When I saw a missed call from my parents yesterday, I was on alert. We had just talked a few days before. I called back immediately. Did something happen? No, they just wanted to chat.  They knew I was home alone, and they thought I was feeling lonely.


I appreciated them thinking about me and was happy to chat, but I assured them I was not lonely. I was fine. While my husband and the boys were visiting my in-laws in the US, I decided to have a staycation. For the first time in nearly seventeen years, I’ve got a week at home by myself. And to be honest, I am enjoying it. After all, why not?

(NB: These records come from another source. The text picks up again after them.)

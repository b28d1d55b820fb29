//! Schema readers for persisted nodes and edges.
//!
//! Drafts have been written in two shapes over time. The current shape keys
//! nodes by `node_id` with contract fields at the root and operator settings
//! in `config`. The legacy shape keys them by `id` and keeps everything in a
//! `params` bag. Readers are tried in order and the first to accept a node
//! wins; a node no reader accepts is skipped.

use crate::document::{DraftEdge, DraftNode, EditorState, VersionNode};
use crate::edge::{DEFAULT_SOURCE_PORT, DEFAULT_TARGET_PORT, Edge};
use crate::icon::icon_for;
use crate::node::{ContractField, JsonMap, Node, NodeData, Position};
use flowdesk_core::{EdgeId, NodeId};
use serde_json::Value;
use std::collections::BTreeMap;

/// Reads one draft node, or declines it.
pub type NodeReader = fn(&DraftNode, Option<&EditorState>) -> Option<Node>;

/// Readers in the order they are tried.
pub const NODE_READERS: [(&str, NodeReader); 2] = [
    ("current", read_current_node),
    ("legacy-params", read_legacy_node),
];

/// Slug used when a node names no operator.
pub const FALLBACK_SLUG: &str = "code";

/// `params` keys that are promoted out of a legacy node's config.
const PROMOTED_PARAMS: [&str; 4] = ["title", "slug", "description", "position"];

/// Runs the readers in order.
///
/// Returns the accepted node and the name of the reader that accepted it.
#[must_use]
pub fn read_draft_node(draft: &DraftNode, state: Option<&EditorState>) -> Option<(Node, &'static str)> {
    NODE_READERS
        .iter()
        .find_map(|(name, reader)| reader(draft, state).map(|node| (node, *name)))
}

/// Current schema: keyed by `node_id`.
#[must_use]
pub fn read_current_node(draft: &DraftNode, state: Option<&EditorState>) -> Option<Node> {
    let id = draft.node_id.clone()?;
    Some(build_node(id, draft, state))
}

/// Legacy schema: keyed by `id`, settings in `params`.
#[must_use]
pub fn read_legacy_node(draft: &DraftNode, state: Option<&EditorState>) -> Option<Node> {
    let id = draft.id.clone()?;
    Some(build_node(id, draft, state))
}

fn build_node(id: NodeId, draft: &DraftNode, state: Option<&EditorState>) -> Node {
    let slug = draft
        .operator_slug
        .clone()
        .or_else(|| draft.node_type.clone())
        .or_else(|| draft.param_str("slug").map(str::to_string))
        .unwrap_or_else(|| FALLBACK_SLUG.to_string());

    let title = draft
        .label
        .clone()
        .or_else(|| draft.param_str("title").map(str::to_string))
        .unwrap_or_else(|| id.to_string());

    let description = draft
        .description
        .clone()
        .or_else(|| draft.param_str("description").map(str::to_string));

    let config = match (&draft.config, &draft.params) {
        (Some(config), _) => config.clone(),
        (None, Some(params)) => params
            .iter()
            .filter(|(key, _)| !PROMOTED_PARAMS.contains(&key.as_str()))
            .map(|(key, value)| (key.clone(), value.clone()))
            .collect(),
        (None, None) => JsonMap::new(),
    };

    let position = state
        .and_then(|state| state.position_of(&id))
        .or_else(|| {
            draft
                .params
                .as_ref()
                .and_then(|params| params.get("position"))
                .and_then(Position::from_value)
        })
        .unwrap_or_default();

    let icon_source = config
        .get("subtitle")
        .and_then(Value::as_str)
        .or_else(|| draft.param_str("subtitle"))
        .or_else(|| draft.param_str("category"))
        .unwrap_or(&slug)
        .to_string();

    let mut data = NodeData::new(title, slug);
    data.description = description;
    data.contract = read_contract(&draft.root);
    data.config = config;
    data.icon = icon_for(&icon_source);

    Node::new(id, position, data)
}

fn read_contract(root: &JsonMap) -> BTreeMap<ContractField, Value> {
    root.iter()
        .filter(|(_, value)| !value.is_null())
        .filter_map(|(key, value)| Some((ContractField::from_key(key)?, value.clone())))
        .collect()
}

/// Reads a node from a published version.
///
/// Returns `None` for a node without `node_id`.
#[must_use]
pub fn read_version_node(version_node: &VersionNode) -> Option<Node> {
    let id = version_node.node_id.clone()?;
    let mut config = version_node.config.clone();
    let position = config
        .remove("position")
        .as_ref()
        .and_then(Position::from_value)
        .unwrap_or_default();

    let slug = version_node
        .operator_slug
        .clone()
        .unwrap_or_else(|| FALLBACK_SLUG.to_string());
    let title = version_node
        .label
        .clone()
        .unwrap_or_else(|| id.to_string());

    let icon_source = config
        .get("subtitle")
        .and_then(Value::as_str)
        .or(version_node.operator_slug.as_deref())
        .or(version_node.label.as_deref())
        .unwrap_or(FALLBACK_SLUG)
        .to_string();

    let mut data = NodeData::new(title, slug);
    data.config = config;
    data.icon = icon_for(&icon_source);
    Some(Node::new(id, position, data))
}

/// Reads a persisted edge.
///
/// Returns `None` when either endpoint is missing. Ports default to
/// `out`/`in` and a missing id is generated.
#[must_use]
pub fn read_edge(draft: &DraftEdge) -> Option<Edge> {
    let source = draft
        .from
        .as_ref()
        .and_then(|end| end.node_id.clone())
        .or_else(|| draft.source.clone())?;
    let target = draft
        .to
        .as_ref()
        .and_then(|end| end.node_id.clone())
        .or_else(|| draft.target.clone())?;

    let source_port = draft
        .from
        .as_ref()
        .and_then(|end| end.port.clone())
        .or_else(|| draft.source_handle.clone())
        .unwrap_or_else(|| DEFAULT_SOURCE_PORT.to_string());
    let target_port = draft
        .to
        .as_ref()
        .and_then(|end| end.port.clone())
        .or_else(|| draft.target_handle.clone())
        .unwrap_or_else(|| DEFAULT_TARGET_PORT.to_string());

    let id = draft.id.clone().unwrap_or_else(EdgeId::generate);
    Some(Edge::with_ports(id, source, source_port, target, target_port))
}

#[cfg(test)]
mod tests {
    use super::*;
    use crate::document::EdgeEndpoint;
    use crate::icon::IconCategory;
    use serde_json::json;

    fn draft(value: Value) -> DraftNode {
        serde_json::from_value(value).unwrap()
    }

    fn state(value: Value) -> EditorState {
        serde_json::from_value(value).unwrap()
    }

    #[test]
    fn current_reader_reads_root_fields() {
        let node = draft(json!({
            "node_id": "n1",
            "operator_slug": "http-request",
            "label": "Fetch",
            "description": "Fetch users",
            "timeout_ms": 3000,
            "ports": null,
            "config": {"url": "x"},
        }));
        let editor_state = state(json!({"node_positions": {"n1": {"x": 10, "y": 20}}}));
        let (node, reader) = read_draft_node(&node, Some(&editor_state)).unwrap();

        assert_eq!(reader, "current");
        assert_eq!(node.id.as_str(), "n1");
        assert_eq!(node.position, Position::new(10.0, 20.0));
        assert_eq!(node.data.slug, "http-request");
        assert_eq!(node.data.title, "Fetch");
        assert_eq!(node.data.description.as_deref(), Some("Fetch users"));
        assert_eq!(node.data.contract.get(&ContractField::TimeoutMs), Some(&json!(3000)));
        assert!(!node.data.contract.contains_key(&ContractField::Ports));
        assert_eq!(node.data.config_str("url"), Some("x"));
        assert_eq!(node.data.icon, IconCategory::Http);
    }

    #[test]
    fn legacy_reader_falls_back_to_params() {
        let node = draft(json!({
            "id": "old",
            "params": {
                "title": "Legacy step",
                "slug": "filter-rows",
                "description": "d",
                "position": {"x": 5, "y": 6},
                "threshold": 3,
            },
        }));
        let (node, reader) = read_draft_node(&node, None).unwrap();

        assert_eq!(reader, "legacy-params");
        assert_eq!(node.data.title, "Legacy step");
        assert_eq!(node.data.slug, "filter-rows");
        assert_eq!(node.data.description.as_deref(), Some("d"));
        assert_eq!(node.position, Position::new(5.0, 6.0));
        assert_eq!(node.data.config.get("threshold"), Some(&json!(3)));
        assert!(!node.data.config.contains_key("position"));
        assert_eq!(node.data.icon, IconCategory::Filter);
    }

    #[test]
    fn type_key_supplies_slug() {
        let node = draft(json!({"id": "n", "type": "merge"}));
        let (node, _) = read_draft_node(&node, None).unwrap();
        assert_eq!(node.data.slug, "merge");
    }

    #[test]
    fn bare_node_gets_defaults() {
        let node = draft(json!({"node_id": "n9"}));
        let (node, _) = read_draft_node(&node, None).unwrap();
        assert_eq!(node.data.slug, "code");
        assert_eq!(node.data.title, "n9");
        assert_eq!(node.position, Position::default());
        assert!(node.data.config.is_empty());
    }

    #[test]
    fn editor_state_position_wins_over_params() {
        let node = draft(json!({"id": "n", "params": {"position": {"x": 1, "y": 1}}}));
        let editor_state = state(json!({"node_positions": {"n": {"x": 9, "y": 9}}}));
        let (node, _) = read_draft_node(&node, Some(&editor_state)).unwrap();
        assert_eq!(node.position, Position::new(9.0, 9.0));
    }

    #[test]
    fn icon_prefers_subtitle() {
        let node = draft(json!({
            "node_id": "n",
            "operator_slug": "custom",
            "config": {"subtitle": "storage"},
        }));
        let (node, _) = read_draft_node(&node, None).unwrap();
        assert_eq!(node.data.icon, IconCategory::Storage);

        let node = draft(json!({"id": "n", "params": {"category": "webhook"}}));
        let (node, _) = read_draft_node(&node, None).unwrap();
        assert_eq!(node.data.icon, IconCategory::Webhook);
    }

    #[test]
    fn node_without_id_is_declined() {
        let node = draft(json!({"operator_slug": "http"}));
        assert!(read_draft_node(&node, None).is_none());
    }

    #[test]
    fn version_node_reads_position_from_config() {
        let node: VersionNode = serde_json::from_value(json!({
            "node_id": "n1",
            "operator_slug": "send-email",
            "label": "Notify",
            "config": {"position": {"x": 3, "y": 4}, "to": "ops"},
        }))
        .unwrap();
        let node = read_version_node(&node).unwrap();
        assert_eq!(node.position, Position::new(3.0, 4.0));
        assert!(!node.data.config.contains_key("position"));
        assert_eq!(node.data.config_str("to"), Some("ops"));
        assert_eq!(node.data.icon, IconCategory::Email);

        assert!(read_version_node(&VersionNode::default()).is_none());
    }

    #[test]
    fn edge_reader_defaults_ports() {
        let edge = read_edge(&DraftEdge {
            id: Some(EdgeId::from("e1")),
            from: Some(EdgeEndpoint {
                node_id: Some(NodeId::from("a")),
                port: None,
            }),
            to: Some(EdgeEndpoint {
                node_id: Some(NodeId::from("b")),
                port: Some("input".to_string()),
            }),
            ..DraftEdge::default()
        })
        .unwrap();
        assert_eq!(edge.source_port, "out");
        assert_eq!(edge.target_port, "input");
    }

    #[test]
    fn edge_reader_accepts_legacy_keys() {
        let edge: DraftEdge = serde_json::from_value(json!({
            "source": "a",
            "target": "b",
            "sourceHandle": "true",
        }))
        .unwrap();
        let edge = read_edge(&edge).unwrap();
        assert_eq!(edge.source.as_str(), "a");
        assert_eq!(edge.source_port, "true");
        assert_eq!(edge.target_port, "in");
        assert!(edge.id.as_str().starts_with("edge_"));
    }

    #[test]
    fn edge_without_endpoint_is_declined() {
        let edge: DraftEdge = serde_json::from_value(json!({"from": {"node_id": "a"}})).unwrap();
        assert!(read_edge(&edge).is_none());
    }
}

My boys are already teenagers, and I am sure they appreciate not having me hover around them for a few days. We Facetime daily and I know they are in good hands, bonding with their dad and having fun. As a result, I can focus on my fun, which for the rest of my family qualifies as boring.


I started my staycation with the deep cleaning of our apartment. I wanted to have enough time to enjoy my orderly space. Yeah, I know, that was kind of boring of me. Then I visited nearby towns and museums, in which my kids never expressed any interest. Every day I cook and eat food I love, but they don’t like, and I eat on my schedule. I have the whole couch for myself for movie nights and a full control over the remotes. I can watch films in German and French, without anyone complaining and read till late at night without anyone asking me to turn off the light.


Then, when one day I woke up with a massive headache, I could simply deal with it unapologetically, mostly in bed. Ironically, the very fact that I didn’t have to explain my grogginess to anyone and there was no one watching me being miserable, allowed me to cope with it easier.


My boys are coming back soon, and my home retreat is coming to end. I am truly looking forward to the house being filled with my family again, even if it means messy bathrooms, always full laundry baskets, and “Family Guy” playing on repeat. Thanks to my alone time, I have recharged my batteries, and I can handle the chaos. I have completed my fun-to-do list, and I have even written this post. I have walked my own paths, and reconnected with the inner self, which in the whirlwind of daily family routine doesn’t always get the attention it deserves.


Who knows, maybe I can make my staycation a part of every summer.